So I was looking at BSD on the Pi and other Arm chip boards, with particular interest in the v8 or Arm64 chips (as the 64 bit math is faster for high precision math). Thinking a bit about maybe putting it on my “Octo-core” Odroid XU4… and discovered that Cavium have shipped their OMG-cores chips. Not only that, but it is the reference platform for Arm64 FreeBSD.
Cavium’s ThunderX is the initial reference target platform for FreeBSD/arm64.
FreeBSD 11.0 supports the ThunderX EVB (evaluation board) and CRB (customer reference board) in SMP mode (48 CPU cores). SATA drives, PCIe expansion cards, and the on-chip network interface are fully supported.
FreeBSD is available on the 2 socket, 96 core Type 2A ThunderX systems at Packet.net.
Demo of SMP kernel on ThunderX
Yes, that’s right, a 48 core board, and a 2 socket 96 core system. For when 8 cores are just not enough… As a compute engine, this ought to scream. So what’s it cost? Remarkably affordable. This is list price, and without any searching for low cost deals / providers:
Cavium ThunderX ARM 1U
1 x Cavium® ThunderX™ 48-core ARM processor
8 x DDR4 DIMM slots
1 x 40GbE QSFP+ LAN port
4 x 10GbE SFP+ LAN ports
4 x 3.5” hot-swappable HDD/SSD bays
400W 80 PLUS Gold single PSU
Starting configuration: $2350.00
They have a lower end 32 core model for $1726 and then there’s the desktop / towers:
Cavium ThunderX ARM Tower
Cavium® ThunderX™ family, 1 x ThunderX_CP™ processor 64bit ARMv8 architecture, 32 cores per processor, 1.8GHz BGA 2601, 28nm technology
90° Rotatable HDD Cage
Kensington Lock Support
Front I/O Ports: 2x Audio (HD/AC97) & 2x USB 3.0 & 2x USB 2.0 & 2x 1394 Firewire Ports
1x Optional Front 12cm (1850 RPM) PWM Fan
Mid-Tower Chassis Supports Micro-ATX Motherboard, Sizes – E-ATX/ATX/Micro ATX
500W Bronze Level Certified High-Efficiency Power Supply
1x Rear 12cm (1850 RPM) PWM Fan
2x 5.25" External HDD Drive Bays & 4x 3.5" Internal HDD Drive Bays
Starting configuration: $1630.00
Where the 48 core variation runs $2500 for the package.
I know folks who will pay $1600 range prices for high end Mac desktops.
I’m much more interested in the “Gaggle of cheap SBCs” world at the moment, and that $1630 price tag for 32 cores is about $51 / core where you can get 4 to 8 core SBCs at about the same “$50-something” price range and a similar 1.8 Ghz clock speed (2.0 GHz for the 48 core model).
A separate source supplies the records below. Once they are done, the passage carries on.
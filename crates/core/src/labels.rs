//! Symbolic jump targets and the backpatching pass.
//!
//! Jump targets are handed out as dense label ids while code is being
//! emitted; marking a label pins it to the absolute index of the next
//! instruction. Once the whole tree has been walked, [`LabelTable::resolve`]
//! substitutes every pending label in place over the structured instruction
//! stream. No text is re-parsed.

use impc_isa::{Instr, Label, Target};

use crate::error::CodegenError;

#[derive(Debug, Default)]
pub struct LabelTable {
    marks: Vec<Option<u64>>,
}

impl LabelTable {
    pub fn new() -> Self {
        Self::default()
    }

    /// A new, unmarked label.
    pub fn fresh(&mut self) -> Label {
        let label = Label(self.marks.len() as u32);
        self.marks.push(None);
        label
    }

    /// Pins `label` to instruction index `at` (the index of the next
    /// instruction to be emitted). Each label is marked exactly once.
    pub fn mark(&mut self, label: Label, at: usize) {
        let slot = &mut self.marks[label.0 as usize];
        assert!(slot.is_none(), "label {label} marked twice");
        *slot = Some(at as u64);
    }

    /// Rewrites every pending-label jump operand to its absolute index.
    pub fn resolve(&self, code: &mut [Instr]) -> Result<(), CodegenError> {
        for instr in code.iter_mut() {
            let Some(target) = instr.target_mut() else {
                continue;
            };
            if let Target::Label(label) = *target {
                let index = self.marks[label.0 as usize]
                    .ok_or(CodegenError::UnresolvedLabel { label })?;
                *target = Target::Index(index);
            }
        }
        Ok(())
    }
}

#[cfg(test)]
mod tests {
    use super::*;
    use impc_isa::Reg;

    #[test]
    fn resolves_forward_and_backward_references() {
        let mut labels = LabelTable::new();
        let top = labels.fresh();
        let exit = labels.fresh();

        let mut code = vec![
            Instr::Load(0),                     // 0, `top` marks here
            Instr::Jzero(Target::Label(exit)),  // 1, forward
            Instr::Dec(Reg::A),
            Instr::Store(0),
            Instr::Jump(Target::Label(top)),    // 4, backward
        ];
        labels.mark(top, 0);
        labels.mark(exit, code.len());

        labels.resolve(&mut code).expect("resolve");
        assert_eq!(code[1], Instr::Jzero(Target::Index(5)));
        assert_eq!(code[4], Instr::Jump(Target::Index(0)));
    }

    #[test]
    fn unmarked_label_is_an_internal_error() {
        let mut labels = LabelTable::new();
        let dangling = labels.fresh();
        let mut code = vec![Instr::Jump(Target::Label(dangling))];
        let err = labels.resolve(&mut code).expect_err("must fail");
        assert_eq!(err, CodegenError::UnresolvedLabel { label: dangling });
    }

    #[test]
    #[should_panic(expected = "marked twice")]
    fn double_marking_panics() {
        let mut labels = LabelTable::new();
        let label = labels.fresh();
        labels.mark(label, 0);
        labels.mark(label, 1);
    }

    #[test]
    fn non_jump_instructions_are_untouched() {
        let labels = LabelTable::new();
        let mut code = vec![Instr::Read, Instr::Store(3), Instr::Halt];
        let before = code.clone();
        labels.resolve(&mut code).expect("resolve");
        assert_eq!(code, before);
    }
}
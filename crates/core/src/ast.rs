//! The abstract syntax tree handed to the code generator.
//!
//! This is a closed set of node kinds; the generator matches exhaustively,
//! so adding a variant fails the build until every walk handles it.

use crate::span::{Span, Spanned};

/// An identifier with the span it was written at.
#[derive(Debug, Clone, PartialEq, Eq)]
pub struct Name {
    pub text: String,
    pub span: Span,
}

#[derive(Debug, Clone)]
pub struct Program {
    pub procedures: Vec<Procedure>,
    pub main: Main,
}

#[derive(Debug, Clone)]
pub struct Procedure {
    pub name: Name,
    pub params: Vec<Param>,
    pub declarations: Vec<Spanned<Declaration>>,
    pub commands: Vec<Spanned<Command>>,
}

#[derive(Debug, Clone)]
pub struct Main {
    pub declarations: Vec<Spanned<Declaration>>,
    pub commands: Vec<Spanned<Command>>,
}

/// Parameter kinds as declared in a procedure head.
///
/// Every parameter is a by-reference cell at run time; `ValueIn` and
/// `ValueOut` only document intent and are treated identically. The grammar
/// produces `ValueIn` for bare scalars and `Array` for `T`-marked names.
#[derive(Debug, Clone, Copy, PartialEq, Eq)]
pub enum ParamKind {
    ValueIn,
    ValueOut,
    Array,
}

impl ParamKind {
    pub fn is_array(self) -> bool {
        matches!(self, ParamKind::Array)
    }
}

#[derive(Debug, Clone)]
pub struct Param {
    pub kind: ParamKind,
    pub name: Name,
}

#[derive(Debug, Clone)]
pub enum Declaration {
    Var(Name),
    Array { name: Name, start: u64, end: u64 },
}

/// Assignment/read target: a scalar variable or one array element.
#[derive(Debug, Clone)]
pub enum Ident {
    Var(Name),
    Indexed(Name, Expr),
}

impl Ident {
    pub fn name(&self) -> &Name {
        match self {
            Ident::Var(name) => name,
            Ident::Indexed(name, _) => name,
        }
    }
}

#[derive(Debug, Clone, Copy, PartialEq, Eq)]
pub enum ForDirection {
    Up,
    Down,
}

#[derive(Debug, Clone)]
pub enum Command {
    Assign {
        target: Ident,
        value: Expr,
    },
    If {
        condition: Condition,
        then_branch: Vec<Spanned<Command>>,
        /// Empty when the `ELSE` arm is absent.
        else_branch: Vec<Spanned<Command>>,
    },
    While {
        condition: Condition,
        body: Vec<Spanned<Command>>,
    },
    Repeat {
        body: Vec<Spanned<Command>>,
        condition: Condition,
    },
    For {
        iterator: Name,
        from: Expr,
        to: Expr,
        direction: ForDirection,
        body: Vec<Spanned<Command>>,
    },
    Call {
        name: Name,
        args: Vec<Expr>,
    },
    Read {
        target: Ident,
    },
    Write {
        value: Expr,
    },
}

#[derive(Debug, Clone, Copy, PartialEq, Eq)]
pub enum BinaryOp {
    Add,
    Sub,
    Mul,
    Div,
    Mod,
}

#[derive(Debug, Clone)]
pub enum Expr {
    Number(u64),
    Variable(Name),
    ArrayRef(Name, Box<Expr>),
    BinOp {
        left: Box<Expr>,
        op: BinaryOp,
        right: Box<Expr>,
    },
}

#[derive(Debug, Clone, Copy, PartialEq, Eq)]
pub enum RelOp {
    Eq,
    Neq,
    Lt,
    Gt,
    Le,
    Ge,
}

/// Relational expression; appears only under `IF`/`WHILE`/`REPEAT`.
#[derive(Debug, Clone)]
pub struct Condition {
    pub left: Expr,
    pub op: RelOp,
    pub right: Expr,
}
No mention of memory size so it is likely a configurable option. A package of 4 x XU4 (32 cores) would have 8 GB of memory as would an 8 x 4-core SBC solution with 1 GB / board; so that’s a good comparison memory size to choose.
The big question is just what is the bus speed between those cores / memory vs the network speed of the SBC cluster; as that’s where lots of parallel processing hits a bottleneck. on the communications speed.
Still, if you want a single tower with 32 to 48 cores of 64 bit processor running at 1.8 GHz to 2.0 GHz, it does look like a nice package. Then having a load of multi-core boxes and rack-mount bits will certainly accelerate the development of good BSD / Linux ports / support.
Whenever I’ve finally managed to fully load up my “stack of boards”, it’s nice to know there’s an easy path to a whole lot more cores in a tightly coupled package. Even if a bit expensive in comparison.
Then there’s the future upgrade path, the ThunderX2:
ThunderX2 is a family of 64-bit multi-core ARM server microprocessors introduced by Cavium in early 2018 succeeding the original ThunderX line.
The ThunderX2 was designed to succeed the original ThunderX family. Cavium first announced the ThunderX2 back in May 30 2016 with models based on their own second-generation microarchitecture with models up to 54 cores. Cavium eventually scrapped their own design and in late 2016 they acquired the Vulcan design from Broadcom which has designed a server microprocessor but has given up on the project for reasons not well understood. In early 2018, Cavium announced that their ThunderX2 processors (now based on Vulcan) have reached general availability.
The first parts of the ThunderX2 family, CN99xx series, that made it to general availability are based on the Vulcan microarchitecture. Those parts are different from Cavium’s original ThunderX2 design which started sampling in 2016. Originally designed by Broadcom, those parts have much higher performance and a slightly different set of features. All parts have the following features in common.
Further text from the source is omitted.